Enjoy your holiday but wear your tightest trousers at the start.
 

deptfordmarmoset

Full time tea drinker
Location
Armonmy Way
My mum, 81, occasionally books a cruise for various members of the family. As she pays for the ship part, it's a cheap break and it tends to get more of the family together. I spent Christmas on a Brittany Ferries ship which took us over to Amsterdam - just 3/4 days - that sorted the ''What shall we do for Christmas?'' questions. There was a very wide age and class range on board - young couples, retired people, families with young children. Food and drink was reasonably cheap: £3 for a pint of Becks - we drank CORMI (Calvados out, Rémy-Martin In). The journey home was fairly spectacular, as bow waves were breaking over the 7th deck and twice they had to do emergency helicopter evacuations, one for an elderly gentleman who fell (it wasn't the smoothest of seas) and cracked his head open, the other, I don't know. Respect to anybody who can land a helicopter on a moving deck in gale force winds!)
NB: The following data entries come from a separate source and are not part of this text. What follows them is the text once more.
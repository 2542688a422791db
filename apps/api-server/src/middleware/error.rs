//! Error handling middleware - `{"message": ...}` responses.

use actix_web::{HttpResponse, ResponseError, http::StatusCode};
use blog_shared::ErrorResponse;
use std::fmt;

/// Application-level error type that converts to JSON error responses.
#[derive(Debug)]
pub enum AppError {
    NotFound(String),
    BadRequest(String),
    Internal(String),
}

impl fmt::Display for AppError {
    fn fmt(&self, f: &mut fmt::Formatter<'_>) -> fmt::Result {
        match self {
            AppError::NotFound(msg) => write!(f, "Not found: {}", msg),
            AppError::BadRequest(msg) => write!(f, "Bad request: {}", msg),
            AppError::Internal(msg) => write!(f, "Internal error: {}", msg),
        }
    }
}

impl ResponseError for AppError {
    fn status_code(&self) -> StatusCode {
        match self {
            AppError::NotFound(_) => StatusCode::NOT_FOUND,
            AppError::BadRequest(_) => StatusCode::BAD_REQUEST,
            AppError::Internal(_) => StatusCode::INTERNAL_SERVER_ERROR,
        }
    }

    fn error_response(&self) -> HttpResponse {
        let error = match self {
            AppError::NotFound(detail) => {
                tracing::debug!("Not found: {}", detail);
                ErrorResponse::not_found()
            }
            AppError::BadRequest(detail) => {
                tracing::error!("Bad request: {}", detail);
                ErrorResponse::bad_request(detail)
            }
            AppError::Internal(detail) => {
                // The cause stays in the logs, clients get the generic message.
                tracing::error!("Internal error: {}", detail);
                ErrorResponse::internal_error()
            }
        };

        HttpResponse::build(self.status_code()).json(error)
    }
}

// Conversion from domain errors
impl From<blog_core::error::DomainError> for AppError {
    fn from(err: blog_core::error::DomainError) -> Self {
        match err {
            blog_core::error::DomainError::Validation(msg) => AppError::BadRequest(msg),
        }
    }
}

impl From<blog_core::error::RepoError> for AppError {
    fn from(err: blog_core::error::RepoError) -> Self {
        match err {
            blog_core::error::RepoError::NotFound => {
                AppError::NotFound("Resource not found".to_string())
            }
            blog_core::error::RepoError::Connection(msg) => {
                AppError::Internal(format!("Database connection error: {}", msg))
            }
            blog_core::error::RepoError::Query(msg) => {
                AppError::Internal(format!("Database query error: {}", msg))
            }
        }
    }
}

/// Result type alias for handlers.
pub type AppResult<T> = Result<T, AppError>;
//! # Blog Infrastructure
//!
//! Concrete implementations of the ports defined in `blog-core`.
//!
//! ## Feature Flags
//!
//! - `postgres` (default) - PostgreSQL storage via SeaORM
//! - `minimal` - No external dependencies, in-memory storage only

pub mod database;

pub use database::{DatabaseConfig, InMemoryBlogPostRepository};

#[cfg(feature = "postgres")]
pub use database::{DatabasePool, PostgresBlogPostRepository};
//! # Blog API Server
//!
//! The main entry point for the Actix-web HTTP server.

use api_server::telemetry::{TelemetryConfig, init_telemetry};
use api_server::{AppConfig, BlogServer};

#[actix_web::main]
async fn main() -> anyhow::Result<()> {
    // Load .env file if present
    dotenvy::dotenv().ok();

    init_telemetry(&TelemetryConfig::from_env());

    let config = AppConfig::from_env();

    tracing::info!(
        "Starting Blog API Server on {}:{}",
        config.host,
        config.port
    );

    let server = BlogServer::start(&config).await?;
    server.run_until_stopped().await?;

    Ok(())
}
//! Ports - trait definitions for external dependencies.
//! These are the "interfaces" that infrastructure must implement.

mod repository;

pub use repository::{BaseRepository, BlogPostRepository};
I don't think I'd ever choose a cruise for a holiday but it can be enjoyable.
 
[QUOTEI'd rather pick my eyes out with a blunt stick.][/QUOTE]
You are obviously superioir HMS TMN!


Cruise holidays are great! I went on one with my Mum and Dad and it was fantastic. To begin with, we were ensconced in a caravan at Dovercourt, for our annual holiday. I got up early the Sunday morning and went to the campsite shop for the Sunday Paper and a few extras (the extras being a sight of cleavage perhaps...not sure :whistle:)
Anyway, I returned to the berth where I began reading the News of the World. The results of the winners of the Cruise to Las Palmas were announced on two pages. My Dad had won - for all members of his family under 21! Hurrah!
Only me, as my youngest sister was 21 on the 31st July 1966 - one day before the 'cut off point'.
(Never mind - she filled her boots up in oh so many ways subsequently...)
Max Wall was on board as we set sail for the Canaries, the Applejacks. Darts legends galore...deck quoits, and a whole host of other things I can't remember (yet)
I might have some scans fro the time (as the B***h of an ex has destroyed my family history which I collected via menus , mementoes et al etc...) and I'll add them in...
Get Cruising everyone!
 

swansonj

Guru
Apart from the attractiveness or otherwise of the itinerary and clientèle, I have always understood that the staff on board are hideously exploited even by the standards of the hospitality business, and by going on a cruise you are complicit in perpetuating that?
 

slowmotion

Quite dreadful
Location
lost somewhere
I've never been but all the people I know who have seem to love it, even those who had doubts before trying it. I think I would like the on-board stuff but I'm a bit uneasy about going ashore to a tourist destination with a thousand other people.
 
Apart from the attractiveness or otherwise of the itinerary and clientèle, I have always understood that the staff on board are hideously exploited even by the standards of the hospitality business, and by going on a cruise you are complicit in perpetuating that?
Don't worry about it - just cruise! The staff know exactly what they are in for. 'Twas ever thus.